***** DATA EXTRACTS *****
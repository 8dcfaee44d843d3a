//! Configuration loading and management
//!
//! Handles parsing of `config.toml` and the environment overrides.

use std::path::{Path, PathBuf};

use serde::{Deserialize, Serialize};

use crate::error::{Error, Result};
use crate::recurrence::{DEFAULT_OCCURRENCES, MAX_OCCURRENCES};
use crate::storage::{default_data_dir, JsonFileStore, Owner, TaskStore};

/// Main configuration structure
#[derive(Debug, Clone, Serialize, Deserialize)]
pub struct Config {
    /// Whose tasks to work with
    #[serde(default = "default_owner")]
    pub owner: String,

    /// Where tasks are kept
    #[serde(default)]
    pub storage: StorageConfig,

    /// Hosted task service settings
    #[serde(default)]
    pub remote: RemoteConfig,

    /// Repeating task settings
    #[serde(default)]
    pub recurrence: RecurrenceConfig,
}

impl Default for Config {
    fn default() -> Self {
        Self {
            owner: default_owner(),
            storage: StorageConfig::default(),
            remote: RemoteConfig::default(),
            recurrence: RecurrenceConfig::default(),
        }
    }
}

fn default_owner() -> String {
    "local".to_string()
}

/// Storage backend selection
#[derive(Debug, Clone, Copy, PartialEq, Eq, Serialize, Deserialize, Default)]
#[serde(rename_all = "lowercase")]
pub enum Backend {
    #[default]
    Local,
    Remote,
}

#[derive(Debug, Clone, Serialize, Deserialize, Default)]
pub struct StorageConfig {
    #[serde(default)]
    pub backend: Backend,

    /// Data directory for the local backend
    #[serde(default)]
    pub path: Option<PathBuf>,
}

#[derive(Debug, Clone, Serialize, Deserialize)]
pub struct RemoteConfig {
    /// e.g. `http://localhost:3000`
    #[serde(default)]
    pub base_url: Option<String>,

    /// Value of the service's session cookie
    #[serde(default)]
    pub session_cookie: Option<String>,

    #[serde(default = "default_timeout_secs")]
    pub timeout_secs: u64,
}

fn default_timeout_secs() -> u64 {
    10
}

impl Default for RemoteConfig {
    fn default() -> Self {
        Self {
            base_url: None,
            session_cookie: None,
            timeout_secs: default_timeout_secs(),
        }
    }
}

#[derive(Debug, Clone, Serialize, Deserialize)]
pub struct RecurrenceConfig {
    /// Occurrences created for a repeating task
    #[serde(default = "default_occurrences")]
    pub occurrences: usize,
}

fn default_occurrences() -> usize {
    DEFAULT_OCCURRENCES
}

impl Default for RecurrenceConfig {
    fn default() -> Self {
        Self {
            occurrences: default_occurrences(),
        }
    }
}

impl Config {
    /// Load and validate configuration from a file
    pub fn load(path: &Path) -> Result<Self> {
        let content = std::fs::read_to_string(path)?;
        let config: Config = toml::from_str(&content)?;
        config.validate()?;
        Ok(config)
    }

    /// Resolves the config file and applies environment overrides.
    ///
    /// Lookup order: `explicit`, `$TODOCAL_CONFIG`, then
    /// `<config dir>/todocal/config.toml`. A missing file means defaults;
    /// a present but broken file is an error.
    pub fn discover(explicit: Option<&Path>) -> Result<Self> {
        let path = explicit
            .map(Path::to_path_buf)
            .or_else(|| std::env::var_os("TODOCAL_CONFIG").map(PathBuf::from))
            .or_else(|| dirs::config_dir().map(|d| d.join("todocal").join("config.toml")));

        let mut config = match path {
            Some(path) if path.exists() => {
                tracing::debug!(path = %path.display(), "loading config");
                Self::load(&path)?
            }
            Some(path) if explicit.is_some() => {
                return Err(Error::InvalidConfig(format!(
                    "config file {} does not exist",
                    path.display()
                )))
            }
            _ => Self::default(),
        };
        config.apply_env();
        config.validate()?;
        Ok(config)
    }

    fn apply_env(&mut self) {
        if let Ok(owner) = std::env::var("TODOCAL_OWNER") {
            if !owner.trim().is_empty() {
                self.owner = owner;
            }
        }
    }

    /// Save configuration to a file
    pub fn save(&self, path: &Path) -> Result<()> {
        let content = toml::to_string_pretty(self)?;
        std::fs::write(path, content)?;
        Ok(())
    }

    pub fn validate(&self) -> Result<()> {
        Owner::new(self.owner.clone())?;
        if self.recurrence.occurrences == 0 {
            return Err(Error::InvalidConfig(
                "recurrence.occurrences must be at least 1".into(),
            ));
        }
        if self.recurrence.occurrences > MAX_OCCURRENCES {
            return Err(Error::InvalidConfig(format!(
                "recurrence.occurrences must be at most {MAX_OCCURRENCES}"
            )));
        }
        if self.storage.backend == Backend::Remote
            && self.remote.base_url.as_deref().map_or(true, |u| u.trim().is_empty())
        {
            return Err(Error::InvalidConfig(
                "storage.backend = \"remote\" needs remote.base_url".into(),
            ));
        }
        Ok(())
    }

    pub fn owner(&self) -> Result<Owner> {
        Owner::new(self.owner.clone())
    }

    /// Local data directory: `storage.path`, else `TODOCAL_DB`, else the
    /// platform data dir.
    pub fn data_dir(&self) -> PathBuf {
        self.storage.path.clone().unwrap_or_else(default_data_dir)
    }

    /// Opens the configured backend.
    pub fn open_store(&self) -> Result<Box<dyn TaskStore>> {
        match self.storage.backend {
            Backend::Local => {
                let store = JsonFileStore::new(self.data_dir(), self.owner()?);
                tracing::debug!(path = %store.tasks_path().display(), "using local store");
                Ok(Box::new(store))
            }
            Backend::Remote => {
                tracing::debug!(url = ?self.remote.base_url, "using remote store");
                Ok(Box::new(crate::remote::RemoteStore::new(&self.remote)?))
            }
        }
    }
}

#[cfg(test)]
mod tests {
    use super::*;

    #[test]
    fn defaults_keep_five_occurrences() {
        let config = Config::default();
        assert_eq!(config.owner, "local");
        assert_eq!(config.storage.backend, Backend::Local);
        assert_eq!(config.recurrence.occurrences, 5);
        assert_eq!(config.remote.timeout_secs, 10);
        assert!(config.validate().is_ok());
    }

    #[test]
    fn load_parses_overrides() {
        let dir = tempfile::tempdir().expect("tempdir");
        let path = dir.path().join("config.toml");
        std::fs::write(
            &path,
            r#"
owner = "mina"

[storage]
backend = "remote"

[remote]
base_url = "http://localhost:3000/"
session_cookie = "s%3Aabc"
timeout_secs = 3

[recurrence]
occurrences = 8
"#,
        )
        .expect("write config");

        let config = Config::load(&path).expect("load");
        assert_eq!(config.owner, "mina");
        assert_eq!(config.storage.backend, Backend::Remote);
        assert_eq!(config.remote.base_url.as_deref(), Some("http://localhost:3000/"));
        assert_eq!(config.remote.timeout_secs, 3);
        assert_eq!(config.recurrence.occurrences, 8);
    }

    #[test]
    fn validate_rejects_zero_occurrences_and_bare_remote() {
        let mut config = Config::default();
        config.recurrence.occurrences = 0;
        assert!(matches!(config.validate(), Err(Error::InvalidConfig(_))));

        let mut config = Config::default();
        config.storage.backend = Backend::Remote;
        assert!(matches!(config.validate(), Err(Error::InvalidConfig(_))));
    }

    #[test]
    fn load_rejects_oversized_occurrences() {
        let dir = tempfile::tempdir().expect("tempdir");
        let path = dir.path().join("config.toml");
        std::fs::write(&path, "[recurrence]\noccurrences = 9223372036854775807\n").expect("write config");

        match Config::load(&path) {
            Err(Error::InvalidConfig(message)) => assert!(message.contains("at most 366")),
            other => panic!("expected InvalidConfig, got {other:?}"),
        }

        let mut config = Config::default();
        config.recurrence.occurrences = MAX_OCCURRENCES;
        assert!(config.validate().is_ok());
    }

    #[test]
    fn save_round_trips_through_toml() {
        let dir = tempfile::tempdir().expect("tempdir");
        let path = dir.path().join("config.toml");
        let mut config = Config::default();
        config.storage.path = Some(dir.path().join("data"));
        config.save(&path).expect("save");

        let loaded = Config::load(&path).expect("load");
        assert_eq!(loaded.storage.path, config.storage.path);
        assert_eq!(loaded.recurrence.occurrences, 5);
    }
}
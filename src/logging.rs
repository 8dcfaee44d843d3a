use tracing_subscriber::{fmt, prelude::*, EnvFilter};

/// Filters longer than this are ignored rather than parsed.
const MAX_FILTER_LEN: usize = 4096;

/// Installs the stderr subscriber.
///
/// Logging is opt-in: the filter comes from `TODOCAL_LOG`, then `RUST_LOG`,
/// and defaults to `off` so the TUI and table output stay clean. Invalid
/// filters are ignored.
pub fn init() {
    let filter = ["TODOCAL_LOG", "RUST_LOG"]
        .iter()
        .filter_map(|var| std::env::var(var).ok())
        .find_map(|raw| parse_filter(&raw))
        .unwrap_or_else(|| EnvFilter::new("off"));

    // A second init (e.g. from tests) keeps the first subscriber.
    let _ = tracing_subscriber::registry()
        .with(fmt::layer().with_writer(std::io::stderr))
        .with(filter)
        .try_init();
}

fn parse_filter(raw: &str) -> Option<EnvFilter> {
    let raw = raw.trim();
    if raw.is_empty() || raw.len() > MAX_FILTER_LEN {
        return None;
    }
    EnvFilter::try_new(raw).ok()
}
use std::io::{self, Write};

use chrono::NaiveDate;
use comfy_table::presets::UTF8_FULL;
use comfy_table::{Attribute, Cell, CellAlignment, Color, ContentArrangement, Table};

use crate::calendar::{build_index, indicators, tasks_on_date, MonthGrid};
use crate::clock::Clock;
use crate::error::{Error, Result};
use crate::models::{
    normalize_time, parse_date, Category, Meridiem, Priority, Repetition, TaskDraft, TaskId,
    TaskPatch, TaskRecord,
};
use crate::ordering::{visible, TaskFilter};
use crate::recurrence::{expand, occurrence_dates};
use crate::storage::{JsonFileStore, TaskStore};

/// Raw field values as typed by the user, before validation.
#[derive(Debug, Clone, Default)]
pub struct TaskInput {
    pub text: Option<String>,
    pub category: Option<String>,
    pub priority: Option<String>,
    pub repetition: Option<String>,
    pub emoji: Option<String>,
    pub due: Option<String>,
    /// 12-hour `H:MM`, optionally followed by `am`/`pm`.
    pub time: Option<String>,
    /// Used when `time` carries no am/pm suffix. Defaults to am.
    pub meridiem: Option<String>,
}

/// Splits `"9:30pm"` / `"9:30 PM"` into the clock part and its meridiem.
fn split_meridiem(input: &str) -> (&str, Option<&str>) {
    let trimmed = input.trim();
    let lower = trimmed.to_ascii_lowercase();
    if lower.ends_with("am") || lower.ends_with("pm") {
        let (clock, suffix) = trimmed.split_at(trimmed.len() - 2);
        (clock.trim_end(), Some(suffix))
    } else {
        (trimmed, None)
    }
}

fn parse_time_input(time: &str, meridiem: Option<&str>) -> Result<chrono::NaiveTime> {
    let (clock, suffix) = split_meridiem(time);
    let meridiem = match suffix.or(meridiem) {
        Some(m) => m.parse::<Meridiem>()?,
        None => Meridiem::Am,
    };
    normalize_time(clock, meridiem)
}

fn non_blank(value: Option<&str>) -> Option<&str> {
    value.map(str::trim).filter(|v| !v.is_empty())
}

/// Validates raw input into a draft. Nothing is persisted here.
pub fn build_draft(input: &TaskInput) -> Result<TaskDraft> {
    let text = non_blank(input.text.as_deref()).ok_or(Error::EmptyText)?;
    let mut draft = TaskDraft::new(text);
    if let Some(category) = &input.category {
        draft.category = category.parse::<Category>()?;
    }
    if let Some(priority) = non_blank(input.priority.as_deref()) {
        draft.priority = priority.parse::<Priority>()?;
    }
    if let Some(repetition) = non_blank(input.repetition.as_deref()) {
        draft.repetition = repetition.parse::<Repetition>()?;
    }
    draft.emoji = non_blank(input.emoji.as_deref()).map(str::to_string);
    draft.due_date = non_blank(input.due.as_deref()).map(parse_date).transpose()?;
    draft.due_time = non_blank(input.time.as_deref())
        .map(|t| parse_time_input(t, input.meridiem.as_deref()))
        .transpose()?;
    draft.validate()?;
    Ok(draft)
}

/// Turns edit input into a patch. Empty strings for due date, time and
/// emoji clear the field; empty priority or repetition resets it to none.
pub fn build_patch(input: &TaskInput, completed: Option<bool>) -> Result<TaskPatch> {
    let mut patch = TaskPatch {
        completed,
        ..TaskPatch::default()
    };
    if let Some(text) = &input.text {
        patch.text = Some(text.trim().to_string());
    }
    if let Some(category) = &input.category {
        patch.category = Some(category.parse()?);
    }
    if let Some(priority) = input.priority.as_deref() {
        patch.priority = Some(match non_blank(Some(priority)) {
            Some(p) => p.parse()?,
            None => Priority::None,
        });
    }
    if let Some(repetition) = input.repetition.as_deref() {
        patch.repetition = Some(match non_blank(Some(repetition)) {
            Some(r) => r.parse()?,
            None => Repetition::None,
        });
    }
    if let Some(emoji) = input.emoji.as_deref() {
        patch.emoji = Some(non_blank(Some(emoji)).map(str::to_string));
    }
    if let Some(due) = input.due.as_deref() {
        patch.due_date = Some(non_blank(Some(due)).map(parse_date).transpose()?);
    }
    if let Some(time) = input.time.as_deref() {
        patch.due_time = Some(
            non_blank(Some(time))
                .map(|t| parse_time_input(t, input.meridiem.as_deref()))
                .transpose()?,
        );
    }
    patch.validate()?;
    Ok(patch)
}

/// Expands a draft and persists every occurrence.
///
/// Validation happens before the first store call; a failing store call
/// part way leaves the earlier occurrences in place.
pub fn add_task(store: &mut dyn TaskStore, draft: &TaskDraft, occurrences: usize) -> Result<Vec<TaskRecord>> {
    draft.validate()?;
    let planned = expand(draft, occurrences)?;
    let created = store.create_batch(&planned)?;
    tracing::info!(count = created.len(), repetition = %draft.repetition, "added task");
    Ok(created)
}

pub fn edit_task(store: &mut dyn TaskStore, id: TaskId, patch: &TaskPatch) -> Result<TaskRecord> {
    if patch.is_empty() {
        return Err(Error::InvalidArgument("nothing to change".into()));
    }
    patch.validate()?;
    let record = store.update(id, patch)?;
    tracing::info!(id, "updated task");
    Ok(record)
}

pub fn set_completed(store: &mut dyn TaskStore, id: TaskId, completed: bool) -> Result<TaskRecord> {
    let record = store.update(id, &TaskPatch::completion(completed))?;
    tracing::info!(id, completed, "changed completion");
    Ok(record)
}

pub fn remove_task(store: &mut dyn TaskStore, id: TaskId) -> Result<()> {
    store.delete(id)?;
    tracing::info!(id, "removed task");
    Ok(())
}

/// Adds a task, printing the created occurrences.
///
/// With `dry_run` the occurrence dates are printed and nothing is stored.
pub fn cmd_add(store: &mut dyn TaskStore, input: &TaskInput, occurrences: usize, dry_run: bool) -> Result<()> {
    let draft = build_draft(input)?;
    if dry_run {
        match draft.due_date {
            Some(anchor) => {
                for date in occurrence_dates(anchor, draft.repetition, occurrences) {
                    println!("{}", date.format("%Y-%m-%d (%a)"));
                }
            }
            None => println!("(no due date)"),
        }
        return Ok(());
    }

    let created = add_task(store, &draft, occurrences)?;
    match created.as_slice() {
        [single] => println!("Task added (id = {})", single.id),
        many => {
            let ids: Vec<String> = many.iter().map(|t| t.id.to_string()).collect();
            println!("{} occurrences added (ids = {})", many.len(), ids.join(", "));
        }
    }
    Ok(())
}

/// Marks a task as complete, or pending again with `undo`.
pub fn cmd_complete(store: &mut dyn TaskStore, id: TaskId, undo: bool) -> Result<()> {
    set_completed(store, id, !undo)?;
    if undo {
        println!("Task {} marked as pending.", id);
    } else {
        println!("Task {} marked as complete.", id);
    }
    Ok(())
}

/// Edits an existing task's details.
pub fn cmd_edit(store: &mut dyn TaskStore, id: TaskId, input: &TaskInput) -> Result<()> {
    let patch = build_patch(input, None)?;
    edit_task(store, id, &patch)?;
    println!("Task {} updated.", id);
    Ok(())
}

/// Removes a task by ID.
pub fn cmd_remove(store: &mut dyn TaskStore, id: TaskId) -> Result<()> {
    remove_task(store, id)?;
    println!("Task {} removed.", id);
    Ok(())
}

/// Lists tasks in display order, narrowed by `filter`.
pub fn cmd_list(store: &dyn TaskStore, clock: &dyn Clock, filter: &TaskFilter) -> Result<()> {
    let tasks = store.list()?;
    let shown = visible(&tasks, filter, clock.today());
    if shown.is_empty() {
        println!("No tasks found.");
        return Ok(());
    }
    println!("{}", task_table(&shown));
    Ok(())
}

/// Lists the tasks due on one date.
pub fn cmd_day(store: &dyn TaskStore, clock: &dyn Clock, date: Option<&str>) -> Result<()> {
    let date = match date {
        Some(d) => parse_date(d)?,
        None => clock.today(),
    };
    let tasks = store.list()?;
    let due = tasks_on_date(&tasks, date);
    println!("{}", date.format("%A, %B %-d %Y"));
    if due.is_empty() {
        println!("No tasks scheduled for this date.");
        return Ok(());
    }
    println!("{}", task_table(&due));
    Ok(())
}

/// Prints a month grid with priority markers per day.
pub fn cmd_calendar(store: &dyn TaskStore, clock: &dyn Clock, month: Option<&str>) -> Result<()> {
    let today = clock.today();
    let grid = match month {
        Some(m) => MonthGrid::parse(m)?,
        None => MonthGrid::containing(today),
    };
    let tasks = store.list()?;
    let index = build_index(&tasks);

    let mut table = Table::new();
    table
        .load_preset(UTF8_FULL)
        .set_content_arrangement(ContentArrangement::Dynamic)
        .set_header(
            ["Sun", "Mon", "Tue", "Wed", "Thu", "Fri", "Sat"]
                .iter()
                .map(|d| Cell::new(d).add_attribute(Attribute::Bold).set_alignment(CellAlignment::Center)),
        );

    for week in grid.weeks() {
        table.add_row(week.into_iter().map(|cell| match cell {
            Some(date) => day_cell(date, &indicators(&index, date), date == today),
            None => Cell::new(""),
        }));
    }

    println!("{}", grid.title());
    println!("{table}");
    println!("Markers: H = high, M = medium, L = low");
    Ok(())
}

/// Deletes all local tasks for the configured owner.
pub fn cmd_reset(store: &JsonFileStore, force: bool) -> Result<()> {
    if !force {
        print!(
            "Are you sure you want to delete all tasks for '{}'? This cannot be undone. [y/N] ",
            store.owner()
        );
        io::stdout().flush()?;
        let mut input = String::new();
        io::stdin().read_line(&mut input)?;
        if input.trim().to_lowercase() != "y" {
            println!("Aborted.");
            return Ok(());
        }
    }

    store.reset()?;
    println!("Tasks reset successfully.");
    Ok(())
}

fn day_cell(date: NaiveDate, levels: &[Priority], is_today: bool) -> Cell {
    let markers: Vec<&str> = levels
        .iter()
        .map(|p| match p {
            Priority::High => "H",
            Priority::Medium => "M",
            Priority::Low => "L",
            Priority::None => "",
        })
        .collect();
    let text = if markers.is_empty() {
        date.format("%-d").to_string()
    } else {
        format!("{}\n{}", date.format("%-d"), markers.join(" "))
    };
    let mut cell = Cell::new(text).set_alignment(CellAlignment::Center);
    if let Some(top) = levels.first() {
        cell = cell.fg(priority_color(*top));
    }
    if is_today {
        cell = cell.add_attribute(Attribute::Bold).add_attribute(Attribute::Underlined);
    }
    cell
}

fn priority_color(priority: Priority) -> Color {
    match priority {
        Priority::High => Color::Red,
        Priority::Medium => Color::Yellow,
        Priority::Low => Color::Green,
        Priority::None => Color::Reset,
    }
}

fn task_table(tasks: &[TaskRecord]) -> Table {
    let mut table = Table::new();
    table
        .load_preset(UTF8_FULL)
        .set_content_arrangement(ContentArrangement::Dynamic)
        .set_header(vec![
            Cell::new("ID").add_attribute(Attribute::Bold),
            Cell::new("Task").add_attribute(Attribute::Bold),
            Cell::new("Category").add_attribute(Attribute::Bold),
            Cell::new("Priority").add_attribute(Attribute::Bold),
            Cell::new("Due").add_attribute(Attribute::Bold),
            Cell::new("Repeat").add_attribute(Attribute::Bold),
            Cell::new("Status").add_attribute(Attribute::Bold),
        ]);

    for t in tasks {
        let text = match &t.emoji {
            Some(emoji) => format!("{} {}", emoji, t.text),
            None => t.text.clone(),
        };
        let mut text_cell = Cell::new(text);
        if t.completed {
            text_cell = text_cell.add_attribute(Attribute::CrossedOut).fg(Color::Grey);
        }
        let repeat = if t.repetition.is_none() { String::new() } else { t.repetition.to_string() };
        let status = if t.completed { "Done" } else { "Pending" };
        let status_color = if t.completed { Color::Green } else { Color::Yellow };

        table.add_row(vec![
            Cell::new(t.id),
            text_cell,
            Cell::new(t.category.label()),
            Cell::new(t.priority.label()).fg(priority_color(t.priority)),
            Cell::new(t.due_label()),
            Cell::new(repeat),
            Cell::new(status).fg(status_color),
        ]);
    }
    table
}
*****
**ACTIVITY**. If a line in the entries contains the word "loaded", copy that line out.

**EXERCISE RESPONSE**.
        let loaded = Config::load(&path).expect("load");
        assert_eq!(loaded.storage.path, config.storage.path);
        assert_eq!(loaded.recurrence.occurrences, 5);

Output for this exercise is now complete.